When Robert passed away in 2015, my neighbors came out in multitudes. They brought food and came to the door asking what they could do. They became very special parts of my memory for that February. Some of them have moved away and still send Christmas cards. I just got one this past holiday season from a neighbor who was here and remembers crying with me when the ambulance, fire truck and sheriff came to the house. When Robert passed and my neighbors attended his funeral, they weren’t just my neighbors. They were part of our family. This kind of support for our family was the reason I started the In Our Arms blog last year to help other families like ours caring for a child with a disability. It all began in Stone Oak.
Stone Oak is also where my family really blossomed in the arts. It’s where I established JH Voice Studio, where I share my passion for singing through private voice lessons. It’s where my children were active in music at the local schools and studied dance at Heather Stolle’s School of Dance. Though I couldn’t be there for every single concert and recital, my kids were so understanding. And the friendships they built through school and their involvement in the arts are still going strong. It’s wonderful to see my children, now adults, reconnect with childhood friends whenever they’re in town for a visit. Not only that but to become inspirations for new generations in Stone Oak. Eliotte Nicole, who is now a backup singer for Taylor Swift, has gone back to Reagan to speak to the choir and dance team about her experience. Needless to say, I’m very proud.
I’m also so proud when I see my voice students hone their craft and go on to use their voices for good. Amanda Hardy, who was one of the choir directors at Reagan High School, was one of my students at JHVS and went on to be one of the best choir directors I’ve seen. It’s so beautiful and humbling to see kids from the community grow up and grow their talents.

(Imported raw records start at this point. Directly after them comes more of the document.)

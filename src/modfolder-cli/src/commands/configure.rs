//! Configuration command handlers
//!
//! Handles the `config` subcommand for showing and changing settings shared
//! by the CLI and the shell server.

use std::path::{Path, PathBuf};

use anyhow::{Context, Result};
use modfolder::Config;

/// Values to change; `None` leaves a setting alone
#[derive(Debug, Default)]
pub struct ConfigUpdate {
    pub log_filter: Option<String>,
    pub log_file: Option<PathBuf>,
    pub unload_attempt_limit: Option<usize>,
    pub error_dialogs: Option<bool>,
    pub display_name: Option<String>,
}

impl ConfigUpdate {
    pub fn is_empty(&self) -> bool {
        self.log_filter.is_none()
            && self.log_file.is_none()
            && self.unload_attempt_limit.is_none()
            && self.error_dialogs.is_none()
            && self.display_name.is_none()
    }

    /// Apply the update, returning whether anything changed
    pub fn apply(self, config: &mut Config) -> bool {
        let before = config.clone();
        if let Some(filter) = self.log_filter {
            config.log_filter = filter;
        }
        if let Some(path) = self.log_file {
            config.log_file = Some(path);
        }
        if let Some(limit) = self.unload_attempt_limit {
            config.unload_attempt_limit = limit.max(1);
        }
        if let Some(enabled) = self.error_dialogs {
            config.error_dialogs = enabled;
        }
        if let Some(name) = self.display_name {
            config.display_name = name;
        }
        *config != before
    }
}

/// Handle the config command
pub fn handle(mut config: Config, update: ConfigUpdate, show: bool) -> Result<()> {
    if update.is_empty() {
        if !show {
            show_usage();
        }
    } else {
        let path = Config::config_path().context("No configuration directory")?;
        if save_update(&mut config, update, &path)? {
            println!("Config saved to: {}", path.display());
        } else {
            println!("Configuration unchanged");
        }
    }

    if show {
        show_config(&config)?;
    }
    Ok(())
}

/// Apply `update` and write the result to `path` if anything changed
fn save_update(config: &mut Config, update: ConfigUpdate, path: &Path) -> Result<bool> {
    if !update.apply(config) {
        return Ok(false);
    }
    config
        .save_to(path)
        .with_context(|| format!("Failed to save configuration to {}", path.display()))?;
    Ok(true)
}

/// Display current configuration
fn show_config(config: &Config) -> Result<()> {
    if let Ok(path) = Config::config_path() {
        println!("Config file: {}", path.display());
    }
    println!("Log file: {}", config.log_path().display());
    println!();
    print!("{}", toml::to_string_pretty(config)?);
    Ok(())
}

fn show_usage() {
    println!("Usage: modfolder config --show");
    println!("   or: modfolder config --log-filter debug --error-dialogs false");
}

#[cfg(test)]
mod tests {
    use super::*;

    #[test]
    fn test_show_usage_does_not_panic() {
        show_usage();
    }

    #[test]
    fn test_apply_update() {
        let mut config = Config::default();
        let update = ConfigUpdate {
            log_filter: Some("modfolder=trace".into()),
            unload_attempt_limit: Some(0),
            error_dialogs: Some(false),
            ..Default::default()
        };
        assert!(update.apply(&mut config));
        assert_eq!(config.log_filter, "modfolder=trace");
        assert_eq!(config.unload_attempt_limit, 1);
        assert!(!config.error_dialogs);
    }

    #[test]
    fn test_apply_same_values_is_unchanged() {
        let mut config = Config::default();
        let update = ConfigUpdate {
            display_name: Some(config.display_name.clone()),
            ..Default::default()
        };
        assert!(!update.is_empty());
        assert!(!update.apply(&mut config));
    }

    #[test]
    fn test_show_config() {
        assert!(show_config(&Config::default()).is_ok());
    }

    #[test]
    fn test_saved_update_reloads() {
        let dir = tempfile::tempdir().unwrap();
        let path = dir.path().join("modfolder").join("config.toml");

        let mut config = Config::default();
        let update = ConfigUpdate {
            display_name: Some("Loaded Modules".into()),
            unload_attempt_limit: Some(7),
            ..Default::default()
        };
        assert!(save_update(&mut config, update, &path).unwrap());

        let reloaded = Config::load_from(&path).unwrap();
        assert_eq!(reloaded, config);
        assert_eq!(reloaded.display_name, "Loaded Modules");
        assert_eq!(reloaded.unload_attempt_limit, 7);
    }

    #[test]
    fn test_unchanged_update_writes_nothing() {
        let dir = tempfile::tempdir().unwrap();
        let path = dir.path().join("config.toml");

        let mut config = Config::default();
        let update = ConfigUpdate {
            error_dialogs: Some(config.error_dialogs),
            ..Default::default()
        };
        assert!(!save_update(&mut config, update, &path).unwrap());
        assert!(!path.exists());
    }
}
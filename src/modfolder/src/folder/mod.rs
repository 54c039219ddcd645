//! The module folder
//!
//! One object carries every role the shell expects from a namespace folder:
//! identity, browsing, ordering, presentation, commands and drop target. The
//! roles live in their own modules as separate `impl` blocks over
//! [`ModuleFolder`]; this module holds the shared state and the browsing and
//! presentation roles.
//!
//! All calls arrive on the shell's apartment thread, so state uses `Cell` and
//! `RefCell` rather than locks.

pub mod attributes;
pub mod columns;
pub mod commands;
pub mod compare;
pub mod drop;

use std::cell::{Cell, RefCell};
use std::cmp::Ordering;

use tracing::{debug, info, trace, warn};

pub use attributes::{Attributes, EnumFlags, NameFlags};
pub use columns::{Column, ColumnState, Details};
pub use commands::{Command, ItemCommands, UiObject, UiRequest};
pub use drop::{DragState, DropEffect, DropFormat, DropSource};

use crate::enumerator::IdEnumerator;
use crate::host::ShellHost;
use crate::idlist::{IdList, IdListRef};
use crate::inventory::{Inventory, ModuleApi};
use crate::pidl;
use crate::refresh::RefreshSignal;
use crate::{Error, Result};

/// `SFVM_GETNOTIFY` view-callback message
pub const SFVM_GETNOTIFY: u32 = 49;

pub struct ModuleFolder<A: ModuleApi, H: ShellHost> {
    inventory: Inventory<A>,
    host: H,
    refresh: Option<RefreshSignal>,
    error_dialogs: bool,
    root: RefCell<Option<IdList>>,
    drag: Cell<DragState>,
}

impl<A: ModuleApi, H: ShellHost> ModuleFolder<A, H> {
    pub fn new(inventory: Inventory<A>, host: H) -> Self {
        Self {
            inventory,
            host,
            refresh: None,
            error_dialogs: true,
            root: RefCell::new(None),
            drag: Cell::new(DragState::default()),
        }
    }

    /// Send unload refreshes through `signal`
    pub fn with_refresh(mut self, signal: RefreshSignal) -> Self {
        self.refresh = Some(signal);
        self
    }

    /// Whether failed loads are reported to the host
    pub fn with_error_dialogs(mut self, enabled: bool) -> Self {
        self.error_dialogs = enabled;
        self
    }

    pub fn inventory(&self) -> &Inventory<A> {
        &self.inventory
    }

    pub fn host(&self) -> &H {
        &self.host
    }

    pub fn class_id(&self) -> &'static str {
        crate::CLASS_ID
    }

    /// Store a private copy of the folder's absolute location; `None` clears it
    pub fn initialize(&self, location: Option<IdListRef<'_>>) -> Result<()> {
        let copy = match location {
            Some(list) => {
                info!("Initialized at depth {}", list.depth());
                Some(list.to_id_list()?)
            }
            None => {
                warn!("Initialized without a location");
                None
            }
        };
        self.root.replace(copy);
        Ok(())
    }

    /// Copy of the location given to [`ModuleFolder::initialize`]
    pub fn current_folder(&self) -> Result<IdList> {
        match self.root.borrow().as_ref() {
            Some(root) => root.try_clone(),
            None => {
                warn!("Current folder requested before initialization");
                Err(Error::NotInitialized)
            }
        }
    }

    /// Enumerate the modules loaded right now. `None` means "no items",
    /// either because only sub-folders were requested or because nothing
    /// is loaded.
    pub fn enumerate(&self, flags: EnumFlags) -> Result<Option<IdEnumerator>> {
        info!("Enumerate (flags {:#x})", flags.bits());
        if !flags.contains(EnumFlags::NONFOLDERS) {
            debug!("Non-folder items not requested");
            return Ok(None);
        }

        let mut items = Vec::new();
        for module in self.inventory.list_loaded_modules() {
            match module.encode() {
                Ok(item) => items.push(item),
                Err(e) => warn!("Could not encode {}: {}", module.path, e),
            }
        }

        if items.is_empty() {
            info!("Enumerate returning no items");
            return Ok(None);
        }
        info!("Enumerate returning {} items", items.len());
        Ok(Some(IdEnumerator::new(items)))
    }

    pub fn compare(&self, param: u32, a: IdListRef<'_>, b: IdListRef<'_>) -> Ordering {
        compare::compare(param, a, b)
    }

    pub fn attributes_of(&self, items: &[IdListRef<'_>], mask: Attributes) -> Attributes {
        let attrs = attributes::attributes_for(items.len(), mask);
        trace!(
            "Attributes of {} ({:#x})",
            if items.is_empty() { "folder" } else { "items" },
            attrs.bits()
        );
        attrs
    }

    /// File name of the item, or its full path when a parsing name is asked for
    pub fn display_name_of(&self, item: IdListRef<'_>, flags: NameFlags) -> Result<String> {
        let module = pidl::decode(item).ok_or(Error::ForeignItem)?;
        if flags.contains(NameFlags::FORPARSING) {
            Ok(module.path)
        } else {
            Ok(module.file_name().to_string())
        }
    }

    /// Cell text for `item` in `column`, or the column title when `item` is `None`
    pub fn details_of(&self, item: Option<IdListRef<'_>>, column: u32) -> Result<Details> {
        let column = Column::from_index(column).ok_or(Error::InvalidArgument("column"))?;
        let Some(item) = item else {
            return Ok(Details::new(column, column.title().to_string()));
        };

        let Some(module) = pidl::decode(item) else {
            warn!("Details requested for a foreign item ({:?})", column);
            return Err(Error::ForeignItem);
        };
        let text = column.format(&module);
        trace!("{:?} = {} for {}", column, text, module.path);
        Ok(Details::new(column, text))
    }

    /// Sort and display columns
    pub fn default_column(&self) -> (Column, Column) {
        (Column::Name, Column::Name)
    }

    pub fn column_state(&self, column: u32) -> Result<ColumnState> {
        Column::from_index(column)
            .map(Column::state)
            .ok_or(Error::InvalidArgument("column"))
    }

    /// View callback messages all fall through to the default handling
    pub fn view_callback(&self, message: u32) -> Result<()> {
        if message == SFVM_GETNOTIFY {
            trace!("View callback SFVM_GETNOTIFY");
        }
        Err(Error::NotImplemented)
    }

    /// Log and refuse an operation the folder does not support
    pub fn unsupported(&self, operation: &'static str) -> Error {
        debug!("{} is not supported", operation);
        Error::NotImplemented
    }
}

#[cfg(test)]
pub(crate) mod tests {
    use super::*;
    use crate::host::recording::RecordingHost;
    use crate::inventory::mock::MockModules;
    use crate::pidl::ModuleRecord;

    pub(crate) type TestFolder = ModuleFolder<MockModules, RecordingHost>;

    pub(crate) fn folder_with(modules: Vec<ModuleRecord>) -> TestFolder {
        ModuleFolder::new(
            Inventory::new(MockModules::with_modules(modules)),
            RecordingHost::default(),
        )
    }

    fn single() -> TestFolder {
        folder_with(vec![ModuleRecord::new("C:\\a.dll", 0x10000, 0x2000)])
    }

    #[test]
    fn test_single_module_scenario() {
        let folder = single();
        let mut items = folder.enumerate(EnumFlags::NONFOLDERS).unwrap().unwrap();
        assert_eq!(items.len(), 1);

        let item = items.next().unwrap();
        let view = item.view();
        assert_eq!(folder.details_of(Some(view), 0).unwrap().text, "a.dll");
        assert_eq!(folder.details_of(Some(view), 1).unwrap().text, "0x10000");
        assert_eq!(folder.details_of(Some(view), 2).unwrap().text, "0x2000 (8192)");
        assert_eq!(folder.details_of(Some(view), 3).unwrap().text, "C:\\a.dll");
    }

    #[test]
    fn test_enumerate_without_nonfolders_skips_inventory() {
        let folder = single();
        folder.inventory().api().fail_listing();
        assert!(folder.enumerate(EnumFlags::FOLDERS).unwrap().is_none());
    }

    #[test]
    fn test_enumerate_empty_inventory() {
        let folder = folder_with(Vec::new());
        assert!(folder
            .enumerate(EnumFlags::FOLDERS | EnumFlags::NONFOLDERS)
            .unwrap()
            .is_none());
    }

    #[test]
    fn test_current_folder_requires_initialize() {
        let folder = single();
        assert!(matches!(folder.current_folder(), Err(Error::NotInitialized)));

        let root = IdList::from_bytes(&[4, 0, 1, 2, 0, 0]).unwrap();
        folder.initialize(Some(root.view())).unwrap();
        assert_eq!(folder.current_folder().unwrap(), root);

        folder.initialize(None).unwrap();
        assert!(folder.current_folder().is_err());
    }

    #[test]
    fn test_display_names() {
        let folder = single();
        let item = pidl::encode("C:\\dir\\b.dll", 1, 2).unwrap();

        assert_eq!(folder.display_name_of(item.view(), NameFlags::empty()).unwrap(), "b.dll");
        assert_eq!(
            folder.display_name_of(item.view(), NameFlags::INFOLDER).unwrap(),
            "b.dll"
        );
        assert_eq!(
            folder
                .display_name_of(item.view(), NameFlags::FORPARSING | NameFlags::FORADDRESSBAR)
                .unwrap(),
            "C:\\dir\\b.dll"
        );
    }

    #[test]
    fn test_details_headers_and_rejection() {
        let folder = single();
        assert_eq!(folder.details_of(None, 1).unwrap().text, "Base Address");
        assert!(matches!(folder.details_of(None, 9), Err(Error::InvalidArgument(_))));

        let foreign = IdList::from_bytes(&[4, 0, 7, 7, 0, 0]).unwrap();
        assert!(matches!(
            folder.details_of(Some(foreign.view()), 0),
            Err(Error::ForeignItem)
        ));
        assert!(folder.display_name_of(foreign.view(), NameFlags::empty()).is_err());
    }

    #[test]
    fn test_attributes_of() {
        let folder = single();
        let item = pidl::encode("C:\\a.dll", 1, 1).unwrap();

        assert!(folder
            .attributes_of(&[], Attributes::empty())
            .contains(Attributes::FOLDER));
        assert_eq!(
            folder.attributes_of(&[item.view()], Attributes::STREAM | Attributes::FOLDER),
            Attributes::STREAM
        );
    }

    #[test]
    fn test_columns() {
        let folder = single();
        assert_eq!(folder.default_column(), (Column::Name, Column::Name));
        assert!(folder
            .column_state(3)
            .unwrap()
            .contains(ColumnState::SECONDARYUI));
        assert!(folder.column_state(4).is_err());
    }

    #[test]
    fn test_view_callback_declines() {
        let folder = single();
        assert!(matches!(folder.view_callback(SFVM_GETNOTIFY), Err(Error::NotImplemented)));
        assert!(folder.view_callback(1).is_err());
        assert!(matches!(folder.unsupported("SetNameOf"), Error::NotImplemented));
    }

    #[test]
    fn test_compare_delegates() {
        let folder = single();
        let a = pidl::encode("C:\\a.dll", 1, 1).unwrap();
        let b = pidl::encode("C:\\b.dll", 1, 1).unwrap();
        assert_eq!(folder.compare(0, a.view(), b.view()), Ordering::Less);
    }
}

Now that my husband and I are empty-nesters, we have more time to explore the neighborhood. We have beautiful trails that we’ve enjoyed with our children, as well as with visitors. Our CrossBridge Community Church is a part of our neighborhood and much like the beautiful neighborhood trails, it joins many people together throughout Stone Oak and beyond. I’m a big coffee drinker and, aside from Starbucks, we have Local Coffee and the recently opened Pan & Coffee, which is always packed. I love the local H-E-B, which I jokingly call the Gucci H-E-B. It’s small enough so that you can just run in and grab the things you need and be out in no time. And my favorite restaurant just outside of Stone Oak has to be Silo Elevated Cuisine.
A wonderful family owns Stone Oak Jewelers, which we’ve been going to for years. Most recently, we went there while preparing for Eliotte Nicole’s wedding. Bella Bridal boutique, where the staff treated my daughter so well, was right next door, so it was like a one-stop-shop. Then when Eliotte Nicole and her husband, Ryan, were expecting their first child, my dear girlfriends organized a drive-by baby shower for her, and seeing all the decorated cars and hearing the excited honks and hollers was a beautiful reminder that, even during a pandemic, our community was connected and wanted to celebrate with us.
And that’s really what makes Stone Oak special for us. We know we have a community we can count on, one that continues to support and uplift each other through moments of mourning and celebration. That’s not easy to come by.